Start of Task input

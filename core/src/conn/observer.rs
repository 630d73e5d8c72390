//! Connection observer state machine.
//!
//! Implicit states: **Empty** -> **Bound(P)** on first data whose protocol tag is `P` ->
//! **Bound(P')** on a packet tagged `P' != P` (tears down `P`, increments the switch
//! counter, creates `P'`) -> **MarkedDeleted** on explicit close -> **Destroyed** by GC.

use std::sync::Arc;

use crate::aggregate::ProtocolEventAggregators;
use crate::config::Config;
use crate::flow::FlowKey;
use crate::ingress::{PacketEventData, PacketEventHeader, ProcMeta, ProtocolTag};
use crate::protocols::{Parser, ParserContext, StreamParser};
use crate::sampler::Sampler;
use crate::stats::{Protocol, Stats};

fn protocol_for_tag(tag: ProtocolTag) -> Option<Protocol> {
    match tag {
        ProtocolTag::None => None,
        ProtocolTag::Http => Some(Protocol::Http),
        ProtocolTag::Dns => Some(Protocol::Dns),
        ProtocolTag::MySql => Some(Protocol::MySql),
        ProtocolTag::Redis => Some(Protocol::Redis),
        ProtocolTag::PgSql => Some(Protocol::PgSql),
        ProtocolTag::Dubbo => Some(Protocol::Dubbo),
        ProtocolTag::Kafka => Some(Protocol::Kafka),
    }
}

fn protocol_enabled(config: &Config, protocol: Protocol) -> bool {
    let enable = &config.observer.protocol_enable;
    match protocol {
        Protocol::Http => enable.http,
        Protocol::Dns => enable.dns,
        Protocol::MySql => enable.mysql,
        Protocol::Redis => enable.redis,
        Protocol::PgSql => enable.pgsql,
        Protocol::Dubbo => enable.dubbo,
        Protocol::Kafka => enable.kafka,
    }
}

pub struct Observer {
    flow_key: FlowKey,
    proc_meta: ProcMeta,
    parser: Option<Parser>,
    sampler: Option<Sampler>,
    last_data_time: u64,
    marked_deleted: bool,
    switch_count: u32,
    config: Arc<Config>,
    aggregators: Arc<ProtocolEventAggregators>,
    stats: Arc<Stats>,
}

impl Observer {
    pub fn new(
        flow_key: FlowKey,
        proc_meta: ProcMeta,
        created_at_ns: u64,
        config: Arc<Config>,
        aggregators: Arc<ProtocolEventAggregators>,
        stats: Arc<Stats>,
    ) -> Self {
        Observer {
            flow_key,
            proc_meta,
            parser: None,
            sampler: None,
            last_data_time: created_at_ns,
            marked_deleted: false,
            switch_count: 0,
            config,
            aggregators,
            stats,
        }
    }

    pub fn last_data_time(&self) -> u64 {
        self.last_data_time
    }

    pub fn mark_deleted(&mut self) {
        self.marked_deleted = true;
    }

    pub fn on_data(&mut self, header: &PacketEventHeader, data: &PacketEventData) {
        self.last_data_time = header.time_nano;

        let Some(target) = protocol_for_tag(data.ptl_type) else {
            return;
        };
        if !protocol_enabled(&self.config, target) {
            return;
        }

        if let Some(parser) = &self.parser {
            if parser.protocol() != target {
                self.parser = None;
                self.switch_count += 1;
                if self.switch_count % 10 == 0 {
                    log::warn!(
                        "connection {} has switched protocols {} times",
                        self.flow_key,
                        self.switch_count
                    );
                }
            }
        }

        if self.sampler.is_none() {
            let rate = self.config.observer.sample_rate_for(target.name());
            self.sampler = Some(Sampler::new(rate));
        }

        let ctx = ParserContext {
            protocol: target,
            flow_key: self.flow_key,
            proc_meta: self.proc_meta.clone(),
            aggregators: Arc::clone(&self.aggregators),
            cache_limit_bytes: self.config.observer.protocol_cache_limit_bytes,
            dns_request_timeout_ms: self.config.observer.dns_request_timeout_ms,
        };
        if self.parser.is_none() {
            self.parser = Some(Parser::new(target, ctx.clone()));
        }

        let sampler = self.sampler.as_mut().expect("sampler constructed above");
        let outcome = self
            .parser
            .as_mut()
            .expect("parser constructed above")
            .on_data(&ctx, header, data, sampler);

        self.stats.inc_count(target);
        match outcome {
            crate::error::ParseOutcome::Ok => {}
            crate::error::ParseOutcome::Fail => self.stats.inc_parse_fail(target),
            crate::error::ParseOutcome::Drop => self.stats.inc_drop(target),
        }
    }

    /// Returns `true` iff the observer may be destroyed; evaluated with an explicit
    /// early return at each step, no fallthrough.
    pub fn garbage_collect(&mut self, size_limit_bytes: usize, now_ns: u64) -> bool {
        if self.marked_deleted
            && now_ns.saturating_sub(self.last_data_time) > self.config.observer.connection_closed_timeout_s * 1_000_000_000
        {
            return true;
        }
        if now_ns.saturating_sub(self.last_data_time) > self.config.observer.connection_timeout_s * 1_000_000_000 {
            return true;
        }
        let Some(parser) = self.parser.as_mut() else {
            return false;
        };
        if parser.garbage_collection(size_limit_bytes, now_ns) {
            true
        } else {
            self.stats.add_connection_num(parser.protocol(), 1);
            self.stats
                .add_connection_cached_size(parser.protocol(), parser.cache_size() as u64);
            false
        }
    }
}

End of Task input

Work required:
Exactly as they appear, restate all of the entries.

Problem solution:
filename core/src/conn/observer.rs
repository 630d73e5d8c72390
//! Connection observer state machine.
//!
//! Implicit states: **Empty** -> **Bound(P)** on first data whose protocol tag is `P` ->
//! **Bound(P')** on a packet tagged `P' != P` (tears down `P`, increments the switch
//! counter, creates `P'`) -> **MarkedDeleted** on explicit close -> **Destroyed** by GC.

use std::sync::Arc;

use crate::aggregate::ProtocolEventAggregators;
use crate::config::Config;
use crate::flow::FlowKey;
use crate::ingress::{PacketEventData, PacketEventHeader, ProcMeta, ProtocolTag};
use crate::protocols::{Parser, ParserContext, StreamParser};
use crate::sampler::Sampler;
use crate::stats::{Protocol, Stats};

fn protocol_for_tag(tag: ProtocolTag) -> Option<Protocol> {
    match tag {
        ProtocolTag::None => None,
        ProtocolTag::Http => Some(Protocol::Http),
        ProtocolTag::Dns => Some(Protocol::Dns),
        ProtocolTag::MySql => Some(Protocol::MySql),
        ProtocolTag::Redis => Some(Protocol::Redis),
        ProtocolTag::PgSql => Some(Protocol::PgSql),
        ProtocolTag::Dubbo => Some(Protocol::Dubbo),
        ProtocolTag::Kafka => Some(Protocol::Kafka),
    }
}

fn protocol_enabled(config: &Config, protocol: Protocol) -> bool {
    let enable = &config.observer.protocol_enable;
    match protocol {
        Protocol::Http => enable.http,
        Protocol::Dns => enable.dns,
        Protocol::MySql => enable.mysql,
        Protocol::Redis => enable.redis,
        Protocol::PgSql => enable.pgsql,
        Protocol::Dubbo => enable.dubbo,
        Protocol::Kafka => enable.kafka,
    }
}

pub struct Observer {
    flow_key: FlowKey,
    proc_meta: ProcMeta,
    parser: Option<Parser>,
    sampler: Option<Sampler>,
    last_data_time: u64,
    marked_deleted: bool,
    switch_count: u32,
    config: Arc<Config>,
    aggregators: Arc<ProtocolEventAggregators>,
    stats: Arc<Stats>,
}

impl Observer {
    pub fn new(
        flow_key: FlowKey,
        proc_meta: ProcMeta,
        created_at_ns: u64,
        config: Arc<Config>,
        aggregators: Arc<ProtocolEventAggregators>,
        stats: Arc<Stats>,
    ) -> Self {
        Observer {
            flow_key,
            proc_meta,
            parser: None,
            sampler: None,
            last_data_time: created_at_ns,
            marked_deleted: false,
            switch_count: 0,
            config,
            aggregators,
            stats,
        }
    }

    pub fn last_data_time(&self) -> u64 {
        self.last_data_time
    }

    pub fn mark_deleted(&mut self) {
        self.marked_deleted = true;
    }

    pub fn on_data(&mut self, header: &PacketEventHeader, data: &PacketEventData) {
        self.last_data_time = header.time_nano;

        let Some(target) = protocol_for_tag(data.ptl_type) else {
            return;
        };
        if !protocol_enabled(&self.config, target) {
            return;
        }

        if let Some(parser) = &self.parser {
            if parser.protocol() != target {
                self.parser = None;
                self.switch_count += 1;
                if self.switch_count % 10 == 0 {
                    log::warn!(
                        "connection {} has switched protocols {} times",
                        self.flow_key,
                        self.switch_count
                    );
                }
            }
        }

        if self.sampler.is_none() {
            let rate = self.config.observer.sample_rate_for(target.name());
            self.sampler = Some(Sampler::new(rate));
        }

        let ctx = ParserContext {
            protocol: target,
            flow_key: self.flow_key,
            proc_meta: self.proc_meta.clone(),
            aggregators: Arc::clone(&self.aggregators),
            cache_limit_bytes: self.config.observer.protocol_cache_limit_bytes,
            dns_request_timeout_ms: self.config.observer.dns_request_timeout_ms,
        };
        if self.parser.is_none() {
            self.parser = Some(Parser::new(target, ctx.clone()));
        }

        let sampler = self.sampler.as_mut().expect("sampler constructed above");
        let outcome = self
            .parser
            .as_mut()
            .expect("parser constructed above")
            .on_data(&ctx, header, data, sampler);

        self.stats.inc_count(target);
        match outcome {
            crate::error::ParseOutcome::Ok => {}
            crate::error::ParseOutcome::Fail => self.stats.inc_parse_fail(target),
            crate::error::ParseOutcome::Drop => self.stats.inc_drop(target),
        }
    }

    /// Returns `true` iff the observer may be destroyed; evaluated with an explicit
    /// early return at each step, no fallthrough.
    pub fn garbage_collect(&mut self, size_limit_bytes: usize, now_ns: u64) -> bool {
        if self.marked_deleted
            && now_ns.saturating_sub(self.last_data_time) > self.config.observer.connection_closed_timeout_s * 1_000_000_000
        {
            return true;
        }
        if now_ns.saturating_sub(self.last_data_time) > self.config.observer.connection_timeout_s * 1_000_000_000 {
            return true;
        }
        let Some(parser) = self.parser.as_mut() else {
            return false;
        };
        if parser.garbage_collection(size_limit_bytes, now_ns) {
            true
        } else {
            self.stats.add_connection_num(parser.protocol(), 1);
            self.stats
                .add_connection_cached_size(parser.protocol(), parser.cache_size() as u64);
            false
        }
    }
}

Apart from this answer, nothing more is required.